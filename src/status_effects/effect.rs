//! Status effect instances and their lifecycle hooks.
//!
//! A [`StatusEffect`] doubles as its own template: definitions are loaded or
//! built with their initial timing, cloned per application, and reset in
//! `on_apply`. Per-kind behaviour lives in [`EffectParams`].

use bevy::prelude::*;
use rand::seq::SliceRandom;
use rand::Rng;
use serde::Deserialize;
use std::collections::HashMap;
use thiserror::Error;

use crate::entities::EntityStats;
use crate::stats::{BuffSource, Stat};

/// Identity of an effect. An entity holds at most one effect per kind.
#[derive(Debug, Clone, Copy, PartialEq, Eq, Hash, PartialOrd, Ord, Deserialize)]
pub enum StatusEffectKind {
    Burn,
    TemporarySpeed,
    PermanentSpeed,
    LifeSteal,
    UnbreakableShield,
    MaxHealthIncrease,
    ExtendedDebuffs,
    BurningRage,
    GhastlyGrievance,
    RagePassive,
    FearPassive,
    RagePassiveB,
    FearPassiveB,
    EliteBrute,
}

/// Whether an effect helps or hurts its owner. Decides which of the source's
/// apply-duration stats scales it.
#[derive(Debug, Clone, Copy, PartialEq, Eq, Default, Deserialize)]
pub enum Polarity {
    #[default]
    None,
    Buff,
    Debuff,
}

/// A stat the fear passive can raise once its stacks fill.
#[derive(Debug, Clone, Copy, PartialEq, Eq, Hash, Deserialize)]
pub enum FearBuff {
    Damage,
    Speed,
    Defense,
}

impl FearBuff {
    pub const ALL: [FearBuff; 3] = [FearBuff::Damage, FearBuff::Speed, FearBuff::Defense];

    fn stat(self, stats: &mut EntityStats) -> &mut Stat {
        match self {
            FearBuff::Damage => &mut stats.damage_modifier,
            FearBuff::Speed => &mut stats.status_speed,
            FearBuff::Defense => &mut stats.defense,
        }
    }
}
------------------------------
*TASK DESCRIPTION:* Give back the whole listing exactly as it reads.

*EXPECTED ANSWER:*
filename src/status_effects/effect.rs
//! Status effect instances and their lifecycle hooks.
//!
//! A [`StatusEffect`] doubles as its own template: definitions are loaded or
//! built with their initial timing, cloned per application, and reset in
//! `on_apply`. Per-kind behaviour lives in [`EffectParams`].

use bevy::prelude::*;
use rand::seq::SliceRandom;
use rand::Rng;
use serde::Deserialize;
use std::collections::HashMap;
use thiserror::Error;

use crate::entities::EntityStats;
use crate::stats::{BuffSource, Stat};

/// Identity of an effect. An entity holds at most one effect per kind.
#[derive(Debug, Clone, Copy, PartialEq, Eq, Hash, PartialOrd, Ord, Deserialize)]
pub enum StatusEffectKind {
    Burn,
    TemporarySpeed,
    PermanentSpeed,
    LifeSteal,
    UnbreakableShield,
    MaxHealthIncrease,
    ExtendedDebuffs,
    BurningRage,
    GhastlyGrievance,
    RagePassive,
    FearPassive,
    RagePassiveB,
    FearPassiveB,
    EliteBrute,
}

/// Whether an effect helps or hurts its owner. Decides which of the source's
/// apply-duration stats scales it.
#[derive(Debug, Clone, Copy, PartialEq, Eq, Default, Deserialize)]
pub enum Polarity {
    #[default]
    None,
    Buff,
    Debuff,
}

/// A stat the fear passive can raise once its stacks fill.
#[derive(Debug, Clone, Copy, PartialEq, Eq, Hash, Deserialize)]
pub enum FearBuff {
    Damage,
    Speed,
    Defense,
}

impl FearBuff {
    pub const ALL: [FearBuff; 3] = [FearBuff::Damage, FearBuff::Speed, FearBuff::Defense];

    fn stat(self, stats: &mut EntityStats) -> &mut Stat {
        match self {
            FearBuff::Damage => &mut stats.damage_modifier,
            FearBuff::Speed => &mut stats.status_speed,
            FearBuff::Defense => &mut stats.defense,
        }
    }
}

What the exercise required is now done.